> Task details: Return every line from the one with "read or parsed." through the one with "let candidate = current.join(PROJECT_CONFIG_FILE);", inclusive, exactly as it appears below.
Data section section start
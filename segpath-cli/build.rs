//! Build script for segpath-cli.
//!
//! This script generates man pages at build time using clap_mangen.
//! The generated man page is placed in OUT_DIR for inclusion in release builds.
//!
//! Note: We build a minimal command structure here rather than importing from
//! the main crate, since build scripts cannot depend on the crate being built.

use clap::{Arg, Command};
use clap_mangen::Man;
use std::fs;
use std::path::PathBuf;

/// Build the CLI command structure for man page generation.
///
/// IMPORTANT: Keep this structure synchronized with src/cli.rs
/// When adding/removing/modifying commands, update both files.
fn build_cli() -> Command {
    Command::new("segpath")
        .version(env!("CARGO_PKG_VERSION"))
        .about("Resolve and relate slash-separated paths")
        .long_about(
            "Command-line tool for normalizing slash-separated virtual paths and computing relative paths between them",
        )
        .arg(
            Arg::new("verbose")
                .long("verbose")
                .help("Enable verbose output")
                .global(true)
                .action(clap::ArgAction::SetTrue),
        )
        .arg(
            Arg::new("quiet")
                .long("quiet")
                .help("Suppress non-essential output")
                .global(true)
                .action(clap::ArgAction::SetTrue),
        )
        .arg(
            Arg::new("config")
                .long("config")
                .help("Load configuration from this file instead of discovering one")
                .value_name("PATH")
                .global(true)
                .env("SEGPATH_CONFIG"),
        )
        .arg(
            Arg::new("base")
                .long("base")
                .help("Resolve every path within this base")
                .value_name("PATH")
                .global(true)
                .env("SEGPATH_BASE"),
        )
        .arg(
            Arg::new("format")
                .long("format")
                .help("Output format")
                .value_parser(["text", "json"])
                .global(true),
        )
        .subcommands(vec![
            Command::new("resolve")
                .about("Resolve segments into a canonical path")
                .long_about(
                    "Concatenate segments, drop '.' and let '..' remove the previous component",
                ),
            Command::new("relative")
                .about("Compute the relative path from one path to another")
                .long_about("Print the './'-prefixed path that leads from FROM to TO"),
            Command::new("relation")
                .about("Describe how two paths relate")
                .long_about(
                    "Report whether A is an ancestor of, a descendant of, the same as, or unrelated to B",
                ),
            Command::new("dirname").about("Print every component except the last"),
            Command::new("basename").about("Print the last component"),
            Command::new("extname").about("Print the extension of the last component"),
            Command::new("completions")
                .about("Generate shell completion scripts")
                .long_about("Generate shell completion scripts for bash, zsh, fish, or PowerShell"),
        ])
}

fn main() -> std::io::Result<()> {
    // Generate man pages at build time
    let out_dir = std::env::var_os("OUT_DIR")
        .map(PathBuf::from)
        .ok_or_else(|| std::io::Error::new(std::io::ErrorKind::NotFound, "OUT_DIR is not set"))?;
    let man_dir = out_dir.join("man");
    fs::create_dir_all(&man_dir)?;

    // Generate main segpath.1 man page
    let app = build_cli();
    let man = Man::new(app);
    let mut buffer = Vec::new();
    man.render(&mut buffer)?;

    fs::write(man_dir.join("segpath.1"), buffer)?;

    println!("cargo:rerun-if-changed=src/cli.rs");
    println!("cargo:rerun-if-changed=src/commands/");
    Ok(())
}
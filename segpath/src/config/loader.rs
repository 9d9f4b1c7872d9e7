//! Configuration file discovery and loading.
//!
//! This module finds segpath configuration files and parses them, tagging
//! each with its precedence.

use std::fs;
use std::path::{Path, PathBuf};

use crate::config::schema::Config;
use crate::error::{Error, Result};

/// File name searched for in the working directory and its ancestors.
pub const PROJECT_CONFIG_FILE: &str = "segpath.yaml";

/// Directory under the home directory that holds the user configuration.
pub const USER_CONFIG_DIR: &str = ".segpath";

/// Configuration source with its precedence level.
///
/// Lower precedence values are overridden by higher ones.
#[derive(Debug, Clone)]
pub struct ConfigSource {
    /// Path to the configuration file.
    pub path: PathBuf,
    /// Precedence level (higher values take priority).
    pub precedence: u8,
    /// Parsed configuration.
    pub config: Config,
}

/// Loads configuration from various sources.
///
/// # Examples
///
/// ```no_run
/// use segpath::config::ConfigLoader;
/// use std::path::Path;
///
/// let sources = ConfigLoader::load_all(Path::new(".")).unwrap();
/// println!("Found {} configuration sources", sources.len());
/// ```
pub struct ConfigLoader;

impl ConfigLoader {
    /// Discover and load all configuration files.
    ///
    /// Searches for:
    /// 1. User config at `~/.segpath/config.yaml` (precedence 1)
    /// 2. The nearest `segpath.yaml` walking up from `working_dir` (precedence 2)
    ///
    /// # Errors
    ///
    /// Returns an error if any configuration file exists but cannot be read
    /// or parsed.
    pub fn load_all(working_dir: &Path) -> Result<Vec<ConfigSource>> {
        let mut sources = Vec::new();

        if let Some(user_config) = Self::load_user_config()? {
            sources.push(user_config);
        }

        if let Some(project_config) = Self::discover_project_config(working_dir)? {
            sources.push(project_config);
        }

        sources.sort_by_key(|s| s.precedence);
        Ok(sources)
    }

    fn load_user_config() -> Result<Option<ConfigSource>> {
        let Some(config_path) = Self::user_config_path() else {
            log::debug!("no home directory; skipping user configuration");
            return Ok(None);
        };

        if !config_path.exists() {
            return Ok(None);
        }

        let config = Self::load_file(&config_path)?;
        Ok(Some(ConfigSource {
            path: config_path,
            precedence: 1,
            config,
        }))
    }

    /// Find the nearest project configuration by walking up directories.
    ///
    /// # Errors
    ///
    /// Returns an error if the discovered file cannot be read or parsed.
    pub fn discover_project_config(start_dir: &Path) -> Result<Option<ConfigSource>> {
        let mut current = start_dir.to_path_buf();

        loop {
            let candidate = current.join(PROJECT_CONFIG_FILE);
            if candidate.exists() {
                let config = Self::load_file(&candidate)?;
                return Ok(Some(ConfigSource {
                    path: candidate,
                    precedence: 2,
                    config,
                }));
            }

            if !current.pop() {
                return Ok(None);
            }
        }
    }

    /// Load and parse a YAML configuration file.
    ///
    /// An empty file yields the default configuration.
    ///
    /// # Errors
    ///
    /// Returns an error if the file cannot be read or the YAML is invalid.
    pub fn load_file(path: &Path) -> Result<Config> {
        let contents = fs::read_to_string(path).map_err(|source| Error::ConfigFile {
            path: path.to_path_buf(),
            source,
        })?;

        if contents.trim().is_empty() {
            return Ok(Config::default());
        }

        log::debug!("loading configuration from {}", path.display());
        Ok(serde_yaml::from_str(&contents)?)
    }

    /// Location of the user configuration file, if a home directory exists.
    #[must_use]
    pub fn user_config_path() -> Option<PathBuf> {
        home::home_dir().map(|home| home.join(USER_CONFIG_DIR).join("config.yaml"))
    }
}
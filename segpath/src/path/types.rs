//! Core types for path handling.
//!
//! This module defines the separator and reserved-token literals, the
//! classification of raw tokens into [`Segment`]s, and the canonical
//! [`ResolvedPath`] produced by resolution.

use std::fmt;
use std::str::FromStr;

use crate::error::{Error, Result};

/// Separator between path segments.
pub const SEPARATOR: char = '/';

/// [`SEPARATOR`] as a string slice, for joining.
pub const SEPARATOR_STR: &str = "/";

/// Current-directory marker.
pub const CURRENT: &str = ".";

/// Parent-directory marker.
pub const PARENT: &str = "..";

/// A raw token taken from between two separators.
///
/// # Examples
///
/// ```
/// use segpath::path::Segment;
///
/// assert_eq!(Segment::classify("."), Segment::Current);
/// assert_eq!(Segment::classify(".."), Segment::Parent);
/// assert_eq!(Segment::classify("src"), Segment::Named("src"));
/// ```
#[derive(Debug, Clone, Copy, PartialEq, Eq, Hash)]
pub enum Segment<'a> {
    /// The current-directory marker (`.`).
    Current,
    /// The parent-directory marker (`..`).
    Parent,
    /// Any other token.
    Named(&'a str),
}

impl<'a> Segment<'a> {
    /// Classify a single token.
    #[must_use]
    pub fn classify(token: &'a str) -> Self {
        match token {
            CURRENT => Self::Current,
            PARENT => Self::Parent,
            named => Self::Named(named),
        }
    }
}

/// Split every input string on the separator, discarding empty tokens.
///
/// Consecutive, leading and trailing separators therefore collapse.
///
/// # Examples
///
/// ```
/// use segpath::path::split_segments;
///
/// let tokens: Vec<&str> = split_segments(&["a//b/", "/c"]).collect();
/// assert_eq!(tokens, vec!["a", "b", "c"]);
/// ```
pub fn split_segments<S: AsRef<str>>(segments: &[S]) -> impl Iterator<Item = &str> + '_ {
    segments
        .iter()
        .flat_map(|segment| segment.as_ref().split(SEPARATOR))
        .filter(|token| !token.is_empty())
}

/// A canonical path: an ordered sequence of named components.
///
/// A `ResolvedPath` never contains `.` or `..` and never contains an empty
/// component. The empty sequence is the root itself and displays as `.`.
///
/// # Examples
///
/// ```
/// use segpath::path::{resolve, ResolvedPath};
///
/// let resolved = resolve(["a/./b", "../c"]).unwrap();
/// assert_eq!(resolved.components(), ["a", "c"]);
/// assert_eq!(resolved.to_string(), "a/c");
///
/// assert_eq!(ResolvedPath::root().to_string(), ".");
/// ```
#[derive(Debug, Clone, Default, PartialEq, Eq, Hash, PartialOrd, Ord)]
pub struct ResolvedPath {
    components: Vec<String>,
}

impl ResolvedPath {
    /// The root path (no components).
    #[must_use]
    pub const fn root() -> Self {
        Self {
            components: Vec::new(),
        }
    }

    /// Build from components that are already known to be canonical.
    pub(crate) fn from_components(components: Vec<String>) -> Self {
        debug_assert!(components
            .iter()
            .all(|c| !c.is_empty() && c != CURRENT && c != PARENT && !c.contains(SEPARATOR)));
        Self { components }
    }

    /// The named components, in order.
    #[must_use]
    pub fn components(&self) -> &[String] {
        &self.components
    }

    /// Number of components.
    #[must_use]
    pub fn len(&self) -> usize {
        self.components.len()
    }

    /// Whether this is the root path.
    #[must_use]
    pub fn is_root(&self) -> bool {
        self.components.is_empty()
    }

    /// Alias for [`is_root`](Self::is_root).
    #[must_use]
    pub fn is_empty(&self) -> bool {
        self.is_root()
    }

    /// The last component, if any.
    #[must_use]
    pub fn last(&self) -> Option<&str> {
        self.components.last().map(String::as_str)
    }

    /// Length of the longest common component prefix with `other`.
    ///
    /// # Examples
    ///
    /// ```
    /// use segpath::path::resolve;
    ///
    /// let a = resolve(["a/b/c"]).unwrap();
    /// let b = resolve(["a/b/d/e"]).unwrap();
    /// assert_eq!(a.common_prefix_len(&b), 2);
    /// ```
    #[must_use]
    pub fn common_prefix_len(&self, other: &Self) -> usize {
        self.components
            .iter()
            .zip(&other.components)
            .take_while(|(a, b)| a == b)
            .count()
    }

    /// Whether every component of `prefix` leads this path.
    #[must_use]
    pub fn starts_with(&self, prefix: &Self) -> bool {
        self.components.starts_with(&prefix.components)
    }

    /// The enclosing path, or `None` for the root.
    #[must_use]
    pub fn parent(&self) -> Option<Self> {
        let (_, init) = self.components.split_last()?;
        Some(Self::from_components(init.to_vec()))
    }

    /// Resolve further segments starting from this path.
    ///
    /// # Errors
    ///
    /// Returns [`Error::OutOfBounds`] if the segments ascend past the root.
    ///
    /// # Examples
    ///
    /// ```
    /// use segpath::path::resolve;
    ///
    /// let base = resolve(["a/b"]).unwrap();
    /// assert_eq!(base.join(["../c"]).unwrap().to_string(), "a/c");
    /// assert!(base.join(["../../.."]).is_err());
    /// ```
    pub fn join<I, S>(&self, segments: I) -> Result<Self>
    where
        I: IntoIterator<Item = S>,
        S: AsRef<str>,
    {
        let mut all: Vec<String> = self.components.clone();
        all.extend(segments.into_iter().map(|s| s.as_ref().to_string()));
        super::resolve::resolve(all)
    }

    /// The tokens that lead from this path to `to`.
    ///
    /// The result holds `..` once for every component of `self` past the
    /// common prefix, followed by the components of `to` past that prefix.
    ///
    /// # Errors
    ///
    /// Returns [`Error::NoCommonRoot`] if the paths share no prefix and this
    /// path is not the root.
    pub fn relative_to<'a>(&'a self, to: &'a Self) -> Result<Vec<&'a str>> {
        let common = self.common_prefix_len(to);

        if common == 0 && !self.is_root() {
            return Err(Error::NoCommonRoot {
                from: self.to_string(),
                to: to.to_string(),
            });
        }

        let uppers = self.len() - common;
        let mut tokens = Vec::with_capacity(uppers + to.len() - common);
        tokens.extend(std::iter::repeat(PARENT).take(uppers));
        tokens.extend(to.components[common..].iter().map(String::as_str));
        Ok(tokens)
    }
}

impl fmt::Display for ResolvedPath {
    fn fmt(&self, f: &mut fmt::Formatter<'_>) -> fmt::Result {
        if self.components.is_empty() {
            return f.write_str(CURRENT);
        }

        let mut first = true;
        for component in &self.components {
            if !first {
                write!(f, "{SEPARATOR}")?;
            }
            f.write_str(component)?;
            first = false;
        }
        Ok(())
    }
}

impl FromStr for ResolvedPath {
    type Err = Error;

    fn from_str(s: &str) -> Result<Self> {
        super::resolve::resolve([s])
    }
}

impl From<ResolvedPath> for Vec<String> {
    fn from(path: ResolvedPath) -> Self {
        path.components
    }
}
Data section section end
> Written solution:
    /// Returns an error if the discovered file cannot be read or parsed.
    pub fn discover_project_config(start_dir: &Path) -> Result<Option<ConfigSource>> {
        let mut current = start_dir.to_path_buf();

        loop {
            let candidate = current.join(PROJECT_CONFIG_FILE);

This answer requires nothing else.